ENTRIES SUPPLIED:

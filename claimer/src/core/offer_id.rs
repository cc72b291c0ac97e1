//! Canonical offer URLs and the ids derived from them.

use url::Url;

/// Canonicalize an offer URL.
///
/// - Relative URLs (`/p/foo`, `p/foo`, `//host/p/foo`) are resolved against
///   `base_url`; without a base they cannot be canonicalized.
/// - Dot segments are resolved, `#fragment` and `?query` parts are removed.
/// - A trailing slash is dropped.
pub fn canonical_url(raw: &str, base_url: Option<&str>) -> Option<Url> {
    let raw = raw.trim();
    let mut url = match Url::parse(raw) {
        Ok(url) => url,
        Err(url::ParseError::RelativeUrlWithoutBase) => {
            Url::parse(base_url?.trim()).ok()?.join(raw).ok()?
        }
        Err(_) => return None,
    };
    url.set_fragment(None);
    url.set_query(None);
    if let Ok(mut segments) = url.path_segments_mut() {
        segments.pop_if_empty();
    }
    Some(url)
}

/// Derive the provider-stable id: the last non-empty path segment.
///
/// Returns `None` for URLs without a usable segment (e.g. a bare host).
pub fn offer_id(canonical: &Url) -> Option<String> {
    canonical
        .path_segments()?
        .filter(|segment| !segment.trim().is_empty())
        .next_back()
        .map(str::to_string)
}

EXERCISE: Copy down every line of the material above that includes the string "resolved".

THE ANSWER:
/// - Relative URLs (`/p/foo`, `p/foo`, `//host/p/foo`) are resolved against
/// - Dot segments are resolved, `#fragment` and `?query` parts are removed.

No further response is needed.